Top of EXCERPTED RECORDS

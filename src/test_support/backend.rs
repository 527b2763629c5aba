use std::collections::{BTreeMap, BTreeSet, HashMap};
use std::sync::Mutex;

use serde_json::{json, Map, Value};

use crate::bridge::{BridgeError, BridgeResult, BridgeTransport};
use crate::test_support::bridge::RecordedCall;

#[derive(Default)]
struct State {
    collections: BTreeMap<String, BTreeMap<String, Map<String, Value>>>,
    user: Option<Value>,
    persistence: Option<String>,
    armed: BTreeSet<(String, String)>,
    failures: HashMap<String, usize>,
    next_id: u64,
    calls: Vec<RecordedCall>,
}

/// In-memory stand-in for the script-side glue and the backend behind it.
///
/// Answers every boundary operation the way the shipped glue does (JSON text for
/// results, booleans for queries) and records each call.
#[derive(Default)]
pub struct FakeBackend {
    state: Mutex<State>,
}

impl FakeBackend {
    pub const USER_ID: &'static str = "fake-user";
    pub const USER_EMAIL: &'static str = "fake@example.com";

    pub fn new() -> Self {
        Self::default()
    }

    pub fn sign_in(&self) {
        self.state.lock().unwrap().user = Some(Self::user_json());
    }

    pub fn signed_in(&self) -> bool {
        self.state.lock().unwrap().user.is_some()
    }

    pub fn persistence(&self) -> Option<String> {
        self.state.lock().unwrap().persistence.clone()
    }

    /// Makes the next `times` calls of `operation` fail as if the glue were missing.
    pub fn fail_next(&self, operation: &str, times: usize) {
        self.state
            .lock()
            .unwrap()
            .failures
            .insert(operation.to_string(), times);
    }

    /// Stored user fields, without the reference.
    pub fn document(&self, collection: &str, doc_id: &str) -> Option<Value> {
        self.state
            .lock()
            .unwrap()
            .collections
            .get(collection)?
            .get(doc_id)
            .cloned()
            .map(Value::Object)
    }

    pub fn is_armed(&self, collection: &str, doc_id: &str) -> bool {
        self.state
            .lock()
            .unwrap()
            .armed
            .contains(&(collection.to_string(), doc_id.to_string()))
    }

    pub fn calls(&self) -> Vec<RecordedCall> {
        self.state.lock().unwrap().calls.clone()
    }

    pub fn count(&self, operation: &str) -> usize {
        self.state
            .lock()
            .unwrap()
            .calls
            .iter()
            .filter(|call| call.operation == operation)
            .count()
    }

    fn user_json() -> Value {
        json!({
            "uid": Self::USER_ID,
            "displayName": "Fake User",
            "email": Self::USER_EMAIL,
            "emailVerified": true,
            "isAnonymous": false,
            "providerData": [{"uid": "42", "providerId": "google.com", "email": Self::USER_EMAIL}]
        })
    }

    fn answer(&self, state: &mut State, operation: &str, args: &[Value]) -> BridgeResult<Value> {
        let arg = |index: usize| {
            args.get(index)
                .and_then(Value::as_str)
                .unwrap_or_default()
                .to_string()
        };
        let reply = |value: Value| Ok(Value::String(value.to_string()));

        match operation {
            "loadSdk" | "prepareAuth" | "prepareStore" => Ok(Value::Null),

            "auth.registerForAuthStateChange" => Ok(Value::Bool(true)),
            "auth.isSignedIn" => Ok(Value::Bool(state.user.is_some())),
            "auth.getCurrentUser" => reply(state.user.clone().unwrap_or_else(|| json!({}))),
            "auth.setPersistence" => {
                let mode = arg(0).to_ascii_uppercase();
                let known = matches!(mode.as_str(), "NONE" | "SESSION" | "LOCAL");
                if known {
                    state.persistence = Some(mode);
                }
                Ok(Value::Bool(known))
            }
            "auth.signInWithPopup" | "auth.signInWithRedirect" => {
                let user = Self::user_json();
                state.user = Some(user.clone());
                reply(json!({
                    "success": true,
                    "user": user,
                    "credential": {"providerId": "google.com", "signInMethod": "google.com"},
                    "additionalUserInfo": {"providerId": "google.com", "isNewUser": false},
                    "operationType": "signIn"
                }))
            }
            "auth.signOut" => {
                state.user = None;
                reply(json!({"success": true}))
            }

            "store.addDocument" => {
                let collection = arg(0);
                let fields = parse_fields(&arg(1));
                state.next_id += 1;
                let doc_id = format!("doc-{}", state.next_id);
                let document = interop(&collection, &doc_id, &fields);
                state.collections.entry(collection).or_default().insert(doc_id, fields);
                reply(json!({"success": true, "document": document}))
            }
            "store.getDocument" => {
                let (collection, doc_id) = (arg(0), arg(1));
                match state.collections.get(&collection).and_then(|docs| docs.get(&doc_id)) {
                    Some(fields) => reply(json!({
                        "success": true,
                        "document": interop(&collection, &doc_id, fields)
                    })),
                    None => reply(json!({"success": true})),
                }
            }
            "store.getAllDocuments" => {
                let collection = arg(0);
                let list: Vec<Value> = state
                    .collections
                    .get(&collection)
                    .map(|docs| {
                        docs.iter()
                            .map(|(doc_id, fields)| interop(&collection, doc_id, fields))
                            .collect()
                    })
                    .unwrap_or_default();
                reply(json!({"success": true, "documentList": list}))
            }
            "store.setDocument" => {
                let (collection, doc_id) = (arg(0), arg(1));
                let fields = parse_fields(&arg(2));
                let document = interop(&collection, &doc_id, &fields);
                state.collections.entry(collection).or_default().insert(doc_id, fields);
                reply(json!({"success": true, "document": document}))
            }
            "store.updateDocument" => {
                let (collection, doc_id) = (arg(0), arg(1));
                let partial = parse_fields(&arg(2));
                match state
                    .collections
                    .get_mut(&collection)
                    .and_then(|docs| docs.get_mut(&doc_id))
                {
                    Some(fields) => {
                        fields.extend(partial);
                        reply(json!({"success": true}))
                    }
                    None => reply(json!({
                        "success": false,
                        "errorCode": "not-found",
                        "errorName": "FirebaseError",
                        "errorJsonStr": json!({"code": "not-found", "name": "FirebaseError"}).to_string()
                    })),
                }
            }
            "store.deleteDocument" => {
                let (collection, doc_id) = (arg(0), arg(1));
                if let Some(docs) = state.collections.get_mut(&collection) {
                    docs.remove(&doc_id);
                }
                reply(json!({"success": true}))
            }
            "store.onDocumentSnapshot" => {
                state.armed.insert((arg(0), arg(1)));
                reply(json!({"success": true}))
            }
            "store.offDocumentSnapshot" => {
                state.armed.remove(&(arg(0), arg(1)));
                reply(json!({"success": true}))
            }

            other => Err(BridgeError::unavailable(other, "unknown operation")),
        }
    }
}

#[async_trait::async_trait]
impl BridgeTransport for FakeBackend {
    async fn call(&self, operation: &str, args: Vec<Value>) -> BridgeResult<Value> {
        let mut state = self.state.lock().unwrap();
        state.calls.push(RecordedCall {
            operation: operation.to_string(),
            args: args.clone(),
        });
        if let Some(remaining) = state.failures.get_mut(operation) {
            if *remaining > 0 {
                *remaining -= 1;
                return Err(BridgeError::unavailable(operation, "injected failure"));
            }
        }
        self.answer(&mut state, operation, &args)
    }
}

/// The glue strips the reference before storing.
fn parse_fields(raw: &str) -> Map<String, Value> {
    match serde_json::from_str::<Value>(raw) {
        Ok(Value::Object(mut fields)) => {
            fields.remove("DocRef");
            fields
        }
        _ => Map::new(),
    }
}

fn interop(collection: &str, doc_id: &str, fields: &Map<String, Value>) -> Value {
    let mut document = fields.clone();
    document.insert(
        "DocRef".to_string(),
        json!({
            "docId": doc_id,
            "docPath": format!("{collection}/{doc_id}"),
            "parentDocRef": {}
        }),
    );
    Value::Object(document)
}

Bottom of EXCERPTED RECORDS
Top of EXCERPTED RECORDS

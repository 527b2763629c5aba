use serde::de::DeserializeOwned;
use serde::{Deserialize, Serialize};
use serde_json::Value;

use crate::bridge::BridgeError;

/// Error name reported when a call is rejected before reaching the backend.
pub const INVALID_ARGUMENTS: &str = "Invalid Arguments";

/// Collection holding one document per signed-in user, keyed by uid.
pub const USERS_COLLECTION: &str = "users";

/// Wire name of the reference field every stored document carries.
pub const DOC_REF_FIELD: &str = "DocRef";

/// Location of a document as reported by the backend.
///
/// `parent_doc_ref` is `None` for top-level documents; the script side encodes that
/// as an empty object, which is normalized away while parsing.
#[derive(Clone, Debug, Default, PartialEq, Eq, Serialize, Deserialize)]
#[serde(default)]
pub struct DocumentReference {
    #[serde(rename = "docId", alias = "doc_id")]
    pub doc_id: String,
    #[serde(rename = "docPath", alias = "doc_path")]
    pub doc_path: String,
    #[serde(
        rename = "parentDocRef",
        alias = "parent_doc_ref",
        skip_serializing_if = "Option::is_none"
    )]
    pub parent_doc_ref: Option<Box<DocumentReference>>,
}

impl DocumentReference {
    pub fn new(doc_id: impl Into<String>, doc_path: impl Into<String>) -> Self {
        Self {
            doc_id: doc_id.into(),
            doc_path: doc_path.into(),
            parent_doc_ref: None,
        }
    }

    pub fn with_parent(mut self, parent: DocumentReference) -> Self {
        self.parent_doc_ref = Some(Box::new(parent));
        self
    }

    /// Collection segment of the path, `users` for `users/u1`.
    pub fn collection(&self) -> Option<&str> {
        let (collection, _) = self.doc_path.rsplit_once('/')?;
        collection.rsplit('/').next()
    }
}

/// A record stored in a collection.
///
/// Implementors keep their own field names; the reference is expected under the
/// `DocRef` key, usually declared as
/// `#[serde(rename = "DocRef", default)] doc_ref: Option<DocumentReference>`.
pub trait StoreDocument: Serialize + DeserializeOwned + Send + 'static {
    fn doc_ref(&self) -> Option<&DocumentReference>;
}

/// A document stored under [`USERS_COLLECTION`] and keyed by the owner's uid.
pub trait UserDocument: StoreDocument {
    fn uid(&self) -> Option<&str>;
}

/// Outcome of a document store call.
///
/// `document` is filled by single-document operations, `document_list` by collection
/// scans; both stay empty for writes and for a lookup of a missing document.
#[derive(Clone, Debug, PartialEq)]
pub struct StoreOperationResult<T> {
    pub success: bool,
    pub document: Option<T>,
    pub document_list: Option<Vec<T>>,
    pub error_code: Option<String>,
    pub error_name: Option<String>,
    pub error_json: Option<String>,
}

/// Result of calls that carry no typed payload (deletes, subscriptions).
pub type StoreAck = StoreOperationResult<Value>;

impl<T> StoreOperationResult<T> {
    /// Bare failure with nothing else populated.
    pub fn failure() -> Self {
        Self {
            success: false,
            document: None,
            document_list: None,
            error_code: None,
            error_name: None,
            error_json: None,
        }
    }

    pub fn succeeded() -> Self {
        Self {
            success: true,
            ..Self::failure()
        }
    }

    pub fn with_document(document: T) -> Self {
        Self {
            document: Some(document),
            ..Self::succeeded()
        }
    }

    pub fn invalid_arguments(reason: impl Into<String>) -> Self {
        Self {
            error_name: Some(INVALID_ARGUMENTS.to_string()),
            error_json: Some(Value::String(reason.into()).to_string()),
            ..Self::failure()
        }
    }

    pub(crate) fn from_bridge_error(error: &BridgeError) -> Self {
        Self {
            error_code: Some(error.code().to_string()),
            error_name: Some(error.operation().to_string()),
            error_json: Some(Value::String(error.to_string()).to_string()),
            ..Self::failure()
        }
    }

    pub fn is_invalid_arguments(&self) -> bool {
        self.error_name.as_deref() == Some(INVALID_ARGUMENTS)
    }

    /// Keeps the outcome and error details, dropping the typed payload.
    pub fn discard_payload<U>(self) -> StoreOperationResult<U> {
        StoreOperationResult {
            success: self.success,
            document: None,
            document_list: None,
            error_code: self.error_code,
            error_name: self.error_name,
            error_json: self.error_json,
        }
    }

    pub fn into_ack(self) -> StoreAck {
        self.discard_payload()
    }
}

Bottom of EXCERPTED RECORDS

• [WORK TO COMPLETE]: Which lines of the data above contain "DocumentReference"? Copy each one.

• [RESULT OF THIS TASK]:
pub struct DocumentReference {
    pub parent_doc_ref: Option<Box<DocumentReference>>,
impl DocumentReference {
    pub fn with_parent(mut self, parent: DocumentReference) -> Self {
/// `#[serde(rename = "DocRef", default)] doc_ref: Option<DocumentReference>`.
    fn doc_ref(&self) -> Option<&DocumentReference>;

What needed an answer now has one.